The Marble Palace - a well-kept secret of Calcutta

Everytime I go to the northern parts of the city of Calcutta, I feel like I have gone back in time on a time machine. Not that I go much. Had I known that I just had to wait for the budding art enthusiastic friend to come back home from her grad studies in New Jersey in order to be rediscovering some forgotten history of my own city, I would have had something to look forward to in the summer!

The northern part of Kolkata, oops.. sorry.. of Calcutta, is that old part of the city where people from south seldom visit. Many among the youngsters today, do not know that this city was once called the 'City of Palaces' (now used, rather in reference to Mexico city) - you can see for yourself the dilapidated palaces and their decaying columns from Victorian times on your way to the Howrah station. But you've got to visit North Kolkata in order to truly establish this expression.

Just a few steps north from the M.G. Road metro station, further away from the Calcutta Medical College side on a lane to the left, lies a secret that the city has carefully preserved over the ages.

The Marble Palace is a nineteenth century mansion built by Raja Rajendra Mullick, a wealthy merchant and a renowned zamindar in 1835. The palace is maintained privately by the Mullick family, which to me is a mind-blowing fact for reasons I'll soon mention. And that is also the reason why photography is prohibited. Restricted entry is allowed for free, provided one obtains a permit from the West Bengal Tourism Information Bureau, a day prior to the visit.

What strikes you first, as you enter the grounds through the wrought iron gate, is an old gatekeeper holding a rusty spear welcoming you cautiously into the grounds. From the very entrance, you can see a large oval lawn with marble statues of lions in various positions of sleeping, sitting, prowling, yawning spread across the place. The perimeter of the lawn is an old unpaved track for horse-driven carriage of a gone-by era, that leads to the house on the front.


The entrance to the Marble Palace, complete with lions and fountains
We walked on the track and were ushered to a false entrance on the other side of the palace. A guide was assigned to us who from then on, censored our every move "Don't go there. Walk faster. Dont' talk. No cellphones allowed. Don't touch please. Do you even want to see upstairs? I can't take you there once the babus come back.." and other imperatives. He just won't let us enjoy the beauty at our own pace and instead would easily feed you with misinformation if you're not aware of it.

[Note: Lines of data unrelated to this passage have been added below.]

//--------------------------------------------------------------------------------------------------
/// Splits a vertex attribute name into its semantic and semantic index.
///
/// Trailing digits are the index (0 if there are none), and the semantic is the part after the
/// last underscore of what remains: `in_TEXCOORD1` is `("TEXCOORD", 1)`, `position` is
/// `("position", 0)`. A name made only of digits has no semantic and index 0.
pub fn parse_semantic(name: &str) -> (String, u32) {
    let prefix = name.trim_end_matches(|c: char| c.is_ascii_digit());
    if prefix.is_empty() {
        return (String::new(), 0);
    }
    let index = name[prefix.len()..].parse().unwrap_or(0);
    let semantic = match prefix.rfind('_') {
        Some(pos) => &prefix[pos + 1..],
        None => prefix,
    };
    (semantic.to_owned(), index)
}

/// Splits `diffuse_X_linearSampler` into `("diffuse", Some("linearSampler"))`.
pub fn split_sampler_name(name: &str) -> (String, Option<String>) {
    match name.find(SAMPLER_DELIMITER) {
        Some(pos) => (
            name[..pos].to_owned(),
            Some(name[pos + SAMPLER_DELIMITER.len()..].to_owned()),
        ),
        None => (name.to_owned(), None),
    }
}

/// Drops the `[0]` suffix GL puts on array uniforms.
fn strip_array_suffix(name: &str, size: i32) -> (&str, bool) {
    if name.ends_with("[0]") {
        (&name[..name.len() - 3], true)
    } else {
        (name, size > 1)
    }
}

fn is_sampler_type(ty: GLenum) -> bool {
    match ty {
        gl::SAMPLER_2D
        | gl::SAMPLER_3D
        | gl::SAMPLER_2D_ARRAY
        | gl::SAMPLER_CUBE
        | gl::SAMPLER_CUBE_MAP_ARRAY
        | gl::SAMPLER_2D_SHADOW
        | gl::SAMPLER_2D_ARRAY_SHADOW
        | gl::SAMPLER_CUBE_SHADOW
        | gl::SAMPLER_2D_MULTISAMPLE
        | gl::SAMPLER_2D_MULTISAMPLE_ARRAY
        | gl::INT_SAMPLER_2D
        | gl::INT_SAMPLER_3D
        | gl::INT_SAMPLER_2D_ARRAY
        | gl::INT_SAMPLER_CUBE
        | gl::UNSIGNED_INT_SAMPLER_2D
        | gl::UNSIGNED_INT_SAMPLER_3D
        | gl::UNSIGNED_INT_SAMPLER_2D_ARRAY
        | gl::UNSIGNED_INT_SAMPLER_CUBE => true,
        _ => false,
    }
}

fn is_image_type(ty: GLenum) -> bool {
    match ty {
        gl::IMAGE_2D
        | gl::IMAGE_3D
        | gl::IMAGE_2D_ARRAY
        | gl::IMAGE_CUBE
        | gl::INT_IMAGE_2D
        | gl::UNSIGNED_INT_IMAGE_2D => true,
        _ => false,
    }
}

/// Uniform type of a native uniform type.
pub fn uniform_type(ty: GLenum, array: bool) -> UniformType {
    if is_sampler_type(ty) {
        return UniformType::SamplerImage;
    }
    if is_image_type(ty) {
        return UniformType::StorageImage;
    }
    let scalar = match ty {
        gl::BOOL => return UniformType::Boolean,
        gl::INT => UniformType::Int,
        gl::INT_VEC2 => UniformType::Int2,
        gl::INT_VEC3 => UniformType::Int3,
        gl::INT_VEC4 => UniformType::Int4,
        gl::UNSIGNED_INT => UniformType::UInt,
        gl::UNSIGNED_INT_VEC2 => UniformType::UInt2,
        gl::UNSIGNED_INT_VEC3 => UniformType::UInt3,
        gl::UNSIGNED_INT_VEC4 => UniformType::UInt4,
        gl::FLOAT => UniformType::Float,
        gl::FLOAT_VEC2 => UniformType::Float2,
        gl::FLOAT_VEC3 => UniformType::Float3,
        gl::FLOAT_VEC4 => UniformType::Float4,
        gl::FLOAT_MAT2 => UniformType::Float2x2,
        gl::FLOAT_MAT3 => UniformType::Float3x3,
        gl::FLOAT_MAT4 => UniformType::Float4x4,
        _ => return UniformType::Null,
    };
    if array {
        scalar.to_array()
    } else {
        scalar
    }
}

/// Format of an active vertex attribute of native type `ty`.
pub fn attribute_format(ty: GLenum) -> Option<Format> {
    Some(match ty {
        gl::BOOL => Format::R8UInt,
        gl::INT => Format::R32SInt,
        gl::INT_VEC2 => Format::R32G32SInt,
        gl::INT_VEC3 => Format::R32G32B32SInt,
        gl::INT_VEC4 => Format::R32G32B32A32SInt,
        gl::UNSIGNED_INT => Format::R32UInt,
        gl::UNSIGNED_INT_VEC2 => Format::R32G32UInt,
        gl::UNSIGNED_INT_VEC3 => Format::R32G32B32UInt,
        gl::UNSIGNED_INT_VEC4 => Format::R32G32B32A32UInt,
        gl::FLOAT => Format::R32SFloat,
        gl::FLOAT_VEC2 => Format::R32G32SFloat,
        gl::FLOAT_VEC3 => Format::R32G32B32SFloat,
        // matrices take one vec4 location per column
        gl::FLOAT_VEC4 | gl::FLOAT_MAT2 | gl::FLOAT_MAT3 | gl::FLOAT_MAT4 => {
            Format::R32G32B32A32SFloat
        }
        gl::DOUBLE => Format::R64SFloat,
        gl::DOUBLE_VEC2 => Format::R64G64SFloat,
        gl::DOUBLE_VEC3 => Format::R64G64B64SFloat,
        gl::DOUBLE_VEC4 => Format::R64G64B64A64SFloat,
        _ => return None,
    })
}

//--------------------------------------------------------------------------------------------------
/// One compiled shader stage.
pub struct GlShader {
    gl: Rc<dyn GlApi>,
    desc: ShaderDesc,
    shader: GLuint,
}

impl fmt::Debug for GlShader {
    fn fmt(&self, f: &mut fmt::Formatter) -> fmt::Result {
        f.debug_struct("GlShader")
            .field("shader", &self.shader)
            .field("stage", &self.desc.stage)
            .finish()
    }
}

impl GlShader {
    pub fn new(gl: Rc<dyn GlApi>, desc: ShaderDesc) -> Result<GlShader> {
        if desc.lang != ShaderLang::Glsl {
            error!("{:?} shaders need to be cross-compiled to GLSL first", desc.lang);
            return Err(Error::Unsupported("non-GLSL shader source"));
        }
        let stage = types::as_shader_stage(desc.stage);
        if stage == INVALID {
            error!("invalid shader stage {:?}", desc.stage);
            return Err(Error::InvalidEnum("shader stage"));
        }

        let shader = gl.create_shader(stage);
        if shader == 0 {
            error!("glCreateShader returned no name");
            return Err(Error::NativeAllocation("shader"));
        }

        gl.shader_source(shader, &desc.source);
        gl.compile_shader(shader);
        if gl.get_shader_iv(shader, gl::COMPILE_STATUS) != gl::TRUE as i32 {
            let log = gl.get_shader_info_log(shader);
            gl.delete_shader(shader);
            error!("{:?} shader failed to compile:\n{}", desc.stage, log);
            return Err(Error::ShaderCompilation(log));
        }

        Ok(GlShader { gl, desc, shader })
    }

    pub fn desc(&self) -> &ShaderDesc {
        &self.desc
    }

    pub fn stage(&self) -> ShaderStageFlags {
        self.desc.stage
    }

    pub fn instance_id(&self) -> GLuint {
        self.shader
    }
}

impl Drop for GlShader {
    fn drop(&mut self) {
        self.gl.delete_shader(self.shader);
    }
}

//--------------------------------------------------------------------------------------------------
#[derive(Clone, Debug, Default)]
pub struct ProgramDesc {
    pub shaders: Vec<Rc<GlShader>>,
}

impl ProgramDesc {
    pub fn new(shaders: Vec<Rc<GlShader>>) -> ProgramDesc {
        ProgramDesc { shaders }
    }
}

/// A linked program and what it exposes.
///
/// Texture uniforms are given consecutive texture units at link time, in the order the driver
/// enumerates them. The unit is the uniform's binding point and is also listed by
/// [GlProgram::sampler_bindings].
pub struct GlProgram {
    gl: Rc<dyn GlApi>,
    desc: ProgramDesc,
    program: GLuint,
    stages: ShaderStageFlags,
    attributes: Vec<GraphicsAttribute>,
    params: Vec<Rc<GraphicsParam>>,
    sampler_bindings: FxHashMap<String, u32>,
}

impl fmt::Debug for GlProgram {
    fn fmt(&self, f: &mut fmt::Formatter) -> fmt::Result {
        f.debug_struct("GlProgram")
            .field("program", &self.program)
            .field("stages", &self.stages)
            .field("attributes", &self.attributes)
            .field("params", &self.params.len())
            .finish()
    }
}

impl GlProgram {
    pub fn new(gl: Rc<dyn GlApi>, desc: ProgramDesc) -> Result<GlProgram> {
        if desc.shaders.is_empty() {
            error!("program has no shaders");
            return Err(Error::InvalidDescriptor("program without shaders"));
        }

        let program = gl.create_program();
        if program == 0 {
            error!("glCreateProgram returned no name");
            return Err(Error::NativeAllocation("program"));
        }

        let mut stages = ShaderStageFlags::empty();
        for shader in desc.shaders.iter() {
            gl.attach_shader(program, shader.instance_id());
            stages |= shader.stage();
        }
        gl.link_program(program);
        if gl.get_program_iv(program, gl::LINK_STATUS) != gl::TRUE as i32 {
            let log = gl.get_program_info_log(program);
            gl.delete_program(program);
            error!("program failed to link:\n{}", log);
            return Err(Error::ProgramLink(log));
        }

        let mut prog = GlProgram {
            gl,
            desc,
            program,
            stages,
            attributes: Vec::new(),
            params: Vec::new(),
            sampler_bindings: FxHashMap::default(),
        };
        prog.init_attributes();
        prog.init_uniforms();
        prog.init_uniform_blocks();

        debug!(
            "program {}: {} attributes, {} parameters, {} texture units",
            program,
            prog.attributes.len(),
            prog.params.len(),
            prog.sampler_bindings.len()
        );
        Ok(prog)
    }

    fn init_attributes(&mut self) {
        let gl = &*self.gl;
        let count = gl.get_program_iv(self.program, gl::ACTIVE_ATTRIBUTES).max(0) as u32;
        for i in 0..count {
            let (name, _, ty) = gl.get_active_attrib(self.program, i);
            let location = gl.get_attrib_location(self.program, &name);
            // built-ins such as gl_VertexID have no location
            if location < 0 {
                continue;
            }
            let format = match attribute_format(ty) {
                Some(format) => format,
                None => {
                    warn!("attribute `{}` has unsupported type 0x{:X}", name, ty);
                    continue;
                }
            };
            let (semantic, semantic_index) = parse_semantic(&name);
            self.attributes.push(GraphicsAttribute {
                semantic,
                semantic_index,
                binding_point: location as u32,
                format,
            });
        }
    }

    fn init_uniforms(&mut self) {
        let gl = &*self.gl;
        let count = gl.get_program_iv(self.program, gl::ACTIVE_UNIFORMS).max(0) as u32;
        if count == 0 {
            return;
        }
        let indices: Vec<u32> = (0..count).collect();
        let blocks = gl.get_active_uniforms_iv(self.program, &indices, gl::UNIFORM_BLOCK_INDEX);

        let mut unit = 0;
        for i in 0..count {
            // block members are described with their block
            if blocks.get(i as usize).map_or(false, |&b| b >= 0) {
                continue;
            }
            let (raw_name, size, ty) = gl.get_active_uniform(self.program, i);
            let location = gl.get_uniform_location(self.program, &raw_name);
            if location < 0 {
                continue;
            }
            let (name, array) = strip_array_suffix(&raw_name, size);

            let uniform = if is_sampler_type(ty) {
                let (name, sampler_name) = split_sampler_name(name);
                gl.program_uniform_iv(self.program, location, 1, &[unit as i32]);
                self.sampler_bindings.insert(name.clone(), unit);
                let uniform = GraphicsUniform {
                    name,
                    sampler_name,
                    ty: UniformType::SamplerImage,
                    offset: 0,
                    array_size: size.max(1) as u32,
                    binding_point: unit,
                    stage_flags: self.stages,
                };
                unit += 1;
                uniform
            } else {
                let uty = uniform_type(ty, array);
                if uty == UniformType::Null {
                    warn!("uniform `{}` has unsupported type 0x{:X}", name, ty);
                }
                GraphicsUniform {
                    name: name.to_owned(),
                    sampler_name: None,
                    ty: uty,
                    offset: 0,
                    array_size: size.max(1) as u32,
                    binding_point: location as u32,
                    stage_flags: self.stages,
                }
            };
            self.params.push(Rc::new(GraphicsParam::Uniform(uniform)));
        }
    }

    fn init_uniform_blocks(&mut self) {
        let gl = &*self.gl;
        let count = gl.get_program_iv(self.program, gl::ACTIVE_UNIFORM_BLOCKS).max(0) as u32;
        for index in 0..count {
            let name = gl.get_active_uniform_block_name(self.program, index);
            if name.is_empty() {
                continue;
            }
            gl.uniform_block_binding(self.program, index, index);

            let block_size = gl.get_active_uniform_block_iv(self.program, index, gl::UNIFORM_BLOCK_DATA_SIZE);
            let members = gl.get_active_uniform_block_indices(self.program, index);
            let mut uniforms = Vec::with_capacity(members.len());
            if !members.is_empty() {
                let offsets = gl.get_active_uniforms_iv(self.program, &members, gl::UNIFORM_OFFSET);
                let tys = gl.get_active_uniforms_iv(self.program, &members, gl::UNIFORM_TYPE);
                let sizes = gl.get_active_uniforms_iv(self.program, &members, gl::UNIFORM_SIZE);
                for (j, &member) in members.iter().enumerate() {
                    let (raw_name, _, _) = gl.get_active_uniform(self.program, member);
                    let (member_name, array) = strip_array_suffix(&raw_name, sizes[j]);
                    uniforms.push(GraphicsUniform {
                        name: member_name.to_owned(),
                        sampler_name: None,
                        ty: uniform_type(tys[j] as GLenum, array),
                        offset: offsets[j].max(0) as u32,
                        array_size: sizes[j].max(1) as u32,
                        binding_point: member,
                        stage_flags: self.stages,
                    });
                }
            }

            self.params.push(Rc::new(GraphicsParam::UniformBlock(GraphicsUniformBlock {
                name,
                block_size: block_size.max(0) as u32,
                binding_point: index,
                stage_flags: self.stages,
                uniforms,
            })));
        }
    }

    pub fn desc(&self) -> &ProgramDesc {
        &self.desc
    }

    pub fn instance_id(&self) -> GLuint {
        self.program
    }

    pub fn stages(&self) -> ShaderStageFlags {
        self.stages
    }

    pub fn attributes(&self) -> &[GraphicsAttribute] {
        &self.attributes
    }

    pub fn params(&self) -> &[Rc<GraphicsParam>] {
        &self.params
    }

    pub fn param(&self, name: &str) -> Option<&Rc<GraphicsParam>> {
        self.params.iter().find(|p| p.name() == name)
    }

    /// Texture unit of every texture uniform, by texture name.
    pub fn sampler_bindings(&self) -> &FxHashMap<String, u32> {
        &self.sampler_bindings
    }

    /// Descriptor layout listing every parameter of the program.
    pub fn descriptor_set_layout_desc(&self) -> DescriptorSetLayoutDesc {
        DescriptorSetLayoutDesc::new(self.params.clone())
    }
}
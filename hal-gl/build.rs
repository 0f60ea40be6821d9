use gl_generator::{Api, Fallbacks, Profile, Registry, StructGenerator};
use std::env;
use std::fs::File;
use std::path::Path;

fn main() {
    let dest = env::var("OUT_DIR").unwrap();
    let mut file = File::create(&Path::new(&dest).join("gl_bindings.rs")).unwrap();

    Registry::new(
        Api::Gl,
        (4, 5),
        Profile::Core,
        Fallbacks::All,
        [
            "GL_EXT_texture_compression_s3tc",
            "GL_EXT_texture_sRGB",
            "GL_EXT_texture_filter_anisotropic",
            "GL_EXT_abgr",
            "GL_ARB_gpu_shader_int64",
            "GL_KHR_texture_compression_astc_ldr",
            "GL_3DFX_texture_compression_FXT1",
        ],
    )
    .write_bindings(StructGenerator, &mut file)
    .unwrap();
}
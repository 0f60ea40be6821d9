//! Error type.
//!
//! This is the shared error type for the device layer and its backends.

use crate::descriptor::UniformType;
use crate::format::Format;
use std::{error, fmt};

#[derive(Clone, Debug, Eq, PartialEq)]
pub enum Error {
    /// A creation descriptor is internally inconsistent (zero size, missing sub-object...).
    InvalidDescriptor(&'static str),
    /// A backend-neutral enum has no native counterpart.
    InvalidEnum(&'static str),
    UnsupportedFormat(Format),
    /// The requested path or feature is not available on this device.
    Unsupported(&'static str),
    /// The driver returned a null handle.
    NativeAllocation(&'static str),
    ShaderCompilation(String),
    ProgramLink(String),
    /// Framebuffer completeness status returned by the driver.
    IncompleteFramebuffer(u32),
    /// An operation was called in the wrong order (nested map, unmap without map...).
    InvalidState(&'static str),
    /// A descriptor value does not match the declared type of its slot (expected, got).
    Type(UniformType, UniformType),
    /// No slot with this name exists in the descriptor set.
    UnknownUniform(String),
}

impl fmt::Display for Error {
    fn fmt(&self, f: &mut fmt::Formatter) -> fmt::Result {
        match self {
            Error::InvalidDescriptor(what) => write!(f, "invalid descriptor: {}", what),
            Error::InvalidEnum(what) => write!(f, "invalid {}", what),
            Error::UnsupportedFormat(format) => write!(f, "unsupported format: {:?}", format),
            Error::Unsupported(what) => write!(f, "unsupported: {}", what),
            Error::NativeAllocation(what) => write!(f, "failed to allocate native {}", what),
            Error::ShaderCompilation(log) => write!(f, "shader compilation failed: {}", log),
            Error::ProgramLink(log) => write!(f, "program link failed: {}", log),
            Error::IncompleteFramebuffer(status) => {
                write!(f, "incomplete framebuffer (status 0x{:X})", status)
            }
            Error::InvalidState(what) => write!(f, "invalid state: {}", what),
            Error::Type(expected, got) => {
                write!(f, "type mismatch: expected {:?}, got {:?}", expected, got)
            }
            Error::UnknownUniform(name) => write!(f, "unknown uniform `{}`", name),
        }
    }
}

impl error::Error for Error {}

pub type Result<T> = ::std::result::Result<T, Error>;
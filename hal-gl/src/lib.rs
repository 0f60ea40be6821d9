//! OpenGL realization of the `octoon-hal` device layer.
//!
//! A [Device] probes the current context once, then creates every resource kind. Buffers,
//! textures, framebuffers, pipelines and descriptor sets come in a classic bind-to-edit flavor
//! (OpenGL 3.3) and a direct state access flavor (OpenGL 4.5); the device picks one when it is
//! created. Draws are recorded on a [GlDeviceContext], which skips every driver call that would
//! not change the native state.
#[macro_use]
extern crate log;

pub mod api;
mod buffer;
mod context;
mod descriptor;
mod device;
mod framebuffer;
mod pipeline;
mod property;
mod sampler;
mod swapchain;
mod texture;
pub mod types;
#[cfg(feature = "glutin-window")]
mod window;

#[cfg(test)]
pub(crate) mod testing;

pub use self::api::{GlApi, NativeGl};
pub use self::buffer::{Gl33Data, Gl45Data, GraphicsData, MappedRange};
pub use self::context::{invalidation_points, ContextDesc, ContextState, GlDeviceContext};
pub use self::descriptor::{
    DescriptorSetDesc, GlDescriptorPool, GlDescriptorSet, GlDescriptorSetLayout, UniformSlot,
    UniformValue,
};
pub use self::device::{Device, DeviceConfig};
pub use self::framebuffer::{FramebufferAttachment, FramebufferDesc, GlFramebuffer, GlFramebufferLayout};
pub use self::pipeline::{
    GlInputLayout, GlPipeline, GlProgram, GlShader, GlState, PipelineDesc, ProgramDesc,
    VertexAttrib, VertexBufferSlot, VertexPath,
};
pub use self::property::{DeviceLimits, DeviceProperty};
pub use self::sampler::GlSampler;
pub use self::swapchain::Swapchain;
pub use self::texture::{Gl33Texture, Gl45Texture, GraphicsTexture};
#[cfg(feature = "glutin-window")]
pub use self::window::{create_device_and_window, GlutinSwapchain};
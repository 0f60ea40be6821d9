use super::*;
use std::fmt;
use std::rc::Rc;

/// Texture allocated level by level through its binding target.
pub struct Gl33Texture {
    gl: Rc<dyn GlApi>,
    desc: TextureDesc,
    texture: GLuint,
    extents: Extents,
    format: TextureFormat,
    pbo: PixelBuffer,
}

impl fmt::Debug for Gl33Texture {
    fn fmt(&self, f: &mut fmt::Formatter) -> fmt::Result {
        f.debug_struct("Gl33Texture")
            .field("texture", &self.texture)
            .field("dim", &self.desc.dim)
            .field("format", &self.desc.format)
            .field("extents", &self.extents)
            .finish()
    }
}

impl Gl33Texture {
    pub fn new(gl: Rc<dyn GlApi>, desc: TextureDesc) -> Result<Gl33Texture> {
        let (extents, format) = validate(&desc)?;
        let plan = if desc.dim.is_multisample() {
            None
        } else {
            let plan = plan_uploads(&desc, &format)?;
            let mode = upload_mode(&desc, &plan)?;
            Some((plan, mode))
        };

        let texture = gl.gen_texture();
        if texture == 0 {
            error!("glGenTextures returned no name");
            return Err(Error::NativeAllocation("texture"));
        }

        let target = extents.target;
        gl.bind_texture(target, texture);

        match plan {
            None => {
                if uses_3d_storage(desc.dim) {
                    gl.tex_image_3d_multisample(
                        target,
                        desc.samples as i32,
                        format.internal,
                        extents.width as i32,
                        extents.height as i32,
                        extents.depth as i32,
                    );
                } else {
                    gl.tex_image_2d_multisample(
                        target,
                        desc.samples as i32,
                        format.internal,
                        extents.width as i32,
                        extents.height as i32,
                    );
                }
            }
            Some((plan, mode)) => {
                for &(pname, param) in sampling_parameters(&desc).iter() {
                    gl.tex_parameter_i(target, pname, param);
                }
                gl.pixel_store_i(gl::UNPACK_ALIGNMENT, unpack_alignment(format.pixel_size()));

                for region in plan.regions.iter() {
                    let data = region_data(&desc, mode, region);
                    let image_target = region.face.map_or(target, cube_face_target);
                    let (w, h, d) = (region.width as i32, region.height as i32, region.depth as i32);
                    let level = region.level as i32;
                    if format.compressed {
                        // glCompressedTexImage has no "allocate only" form that every driver accepts
                        let zeroed;
                        let data = match data {
                            Some(data) => data,
                            None => {
                                zeroed = vec![0u8; region.size];
                                &zeroed[..]
                            }
                        };
                        if uses_3d_storage(desc.dim) {
                            gl.compressed_tex_image_3d(image_target, level, format.internal, w, h, d, data);
                        } else {
                            gl.compressed_tex_image_2d(image_target, level, format.internal, w, h, data);
                        }
                    } else if uses_3d_storage(desc.dim) {
                        gl.tex_image_3d(
                            image_target,
                            level,
                            format.internal,
                            w,
                            h,
                            d,
                            format.format,
                            format.ty,
                            data,
                        );
                    } else {
                        gl.tex_image_2d(
                            image_target,
                            level,
                            format.internal,
                            w,
                            h,
                            format.format,
                            format.ty,
                            data,
                        );
                    }
                }

                if mode == UploadMode::BaseAndGenerate {
                    gl.generate_mipmap(target);
                }
            }
        }

        gl.bind_texture(target, 0);

        trace!(
            "texture {} ({:?} {:?}, {}x{}x{}, {} levels)",
            texture,
            desc.dim,
            desc.format,
            extents.width,
            extents.height,
            extents.depth,
            desc.mip_nums
        );

        let texture = Gl33Texture {
            gl,
            desc,
            texture,
            extents,
            format,
            pbo: PixelBuffer::default(),
        };
        if cfg!(debug_assertions) {
            types::check_error(&*texture.gl)?;
        }
        Ok(texture)
    }
}

impl GraphicsTexture for Gl33Texture {
    fn desc(&self) -> &TextureDesc {
        &self.desc
    }

    fn instance_id(&self) -> GLuint {
        self.texture
    }

    fn target(&self) -> GLenum {
        self.extents.target
    }

    fn map(&self, x: u32, y: u32, w: u32, h: u32, mip: u32) -> Result<MappedRange> {
        let (transfer, size, offset) = map_request(&self.desc, &self.format, x, y, w, h, mip)?;
        self.pbo.prepare(&*self.gl, transfer.write, size)?;
        if !transfer.write {
            let gl = &*self.gl;
            gl.bind_texture(self.extents.target, self.texture);
            gl.pixel_store_i(gl::PACK_ALIGNMENT, unpack_alignment(self.format.pixel_size()));
            gl.get_tex_image(self.extents.target, mip as i32, self.format.format, self.format.ty);
            gl.bind_texture(self.extents.target, 0);
        }
        let ptr = self.pbo.map(&*self.gl, transfer, size, offset)?;
        Ok(MappedRange::new(self, ptr, size - offset, transfer.write))
    }
}

impl Unmap for Gl33Texture {
    fn unmap_range(&self) -> Result<()> {
        let transfer = self.pbo.unmap(&*self.gl)?;
        if transfer.write {
            let gl = &*self.gl;
            gl.bind_texture(self.extents.target, self.texture);
            gl.pixel_store_i(gl::UNPACK_ALIGNMENT, unpack_alignment(self.format.pixel_size()));
            gl.tex_sub_image_2d(
                self.extents.target,
                transfer.mip as i32,
                0,
                0,
                transfer.width as i32,
                transfer.height as i32,
                self.format.format,
                self.format.ty,
                None,
            );
            gl.bind_texture(self.extents.target, 0);
            self.pbo.release(gl);
        }
        Ok(())
    }
}

impl Drop for Gl33Texture {
    fn drop(&mut self) {
        self.pbo.destroy(&*self.gl);
        self.gl.delete_texture(self.texture);
    }
}
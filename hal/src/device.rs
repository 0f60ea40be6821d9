use crate::format::Format;
use derivative::Derivative;

#[derive(Copy, Clone, Debug, Eq, PartialEq, Hash)]
pub enum DeviceType {
    /// Classic bind-to-edit path.
    OpenGL33,
    /// Direct state access path, falls back to `OpenGL33` when unavailable.
    OpenGL45,
}

#[derive(Copy, Clone, Debug, Eq, PartialEq, Hash, Derivative)]
#[derivative(Default)]
pub struct DeviceDesc {
    #[derivative(Default(value = "DeviceType::OpenGL33"))]
    pub device_type: DeviceType,
    /// Forward driver debug messages to the log.
    pub debug_control: bool,
}

/// Surface the default framebuffer presents to.
#[derive(Copy, Clone, Debug, Eq, PartialEq, Hash, Derivative)]
#[derivative(Default)]
pub struct SwapchainDesc {
    pub width: u32,
    pub height: u32,
    #[derivative(Default(value = "Format::B8G8R8A8UNorm"))]
    pub color_format: Format,
    #[derivative(Default(value = "Format::D24UNormS8UInt"))]
    pub depth_stencil_format: Format,
    pub swap_interval: u32,
}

'That one is a Raja Ravi Varma painting, depicting the Raja's daughter' he said pointing towards 3 different styles of painting. So either Raja Ravi Varma was an eccentric painter who was unable to recreate a face or the Raja's daughter was Mystique.


The other side of the huge mansion




Greek Corinthian pillars and the ornate decorations at the Echinus

The marble floors and the intricate wooden ceilings were the primary reasons for calling this place 'a palace'. My art enthusiast friend commented that the house is Neoclassical in style with large Greek Corinthian columns as pillars all around it. The large open courtyard, however, is typically Bengali with the veranda at one end of it for the annual Kali Puja. Its a three-storey building with sloping roofs and ornamented verandas built in the style of a Chinese pavilion.

The house has a huge collection of sculptures, paintings, furnitures, chandeliers, clocks made of pure gold and one particular 250 year old wall clock, giant Belgian mirrors (10 feet wide and 25 feet high) with detailed golden frames, porcelain vases and urns from the Far East and so many more. The wooden and marble statues of Queen Victoria, Napoleon and Elizabeth I were noteworthy among the various fascinations of the late owner of the palace. There were beautiful, unmissable statues of Apollo, Mercury, Venus, Thalia, Sophocles and Melpomene along with the statues depicting the four seasons and different continents of the world.

The features on the statues depicting Asia, America and Africa really caught our attention as very subtly did they point towards where, in those contemporary times, the balance of power lay. America, in the pre-Colombian era, was yet to come to the fore and so the statue was rather that of a native American with an alligator on one side. (It was here, that I protested and brought a recluse conspiracy theory to discuss how reptilian-human hybrids have ruled America over the years. Read about it here). Asia is depicted as a camel-riding woman with sharp facial features and an elaborate head-dress, thus pointing towards perhaps Persia and it's erstwhile grandeur. The imperial states of China and Japan were yet to have a role to play in world politics - strictly according to me.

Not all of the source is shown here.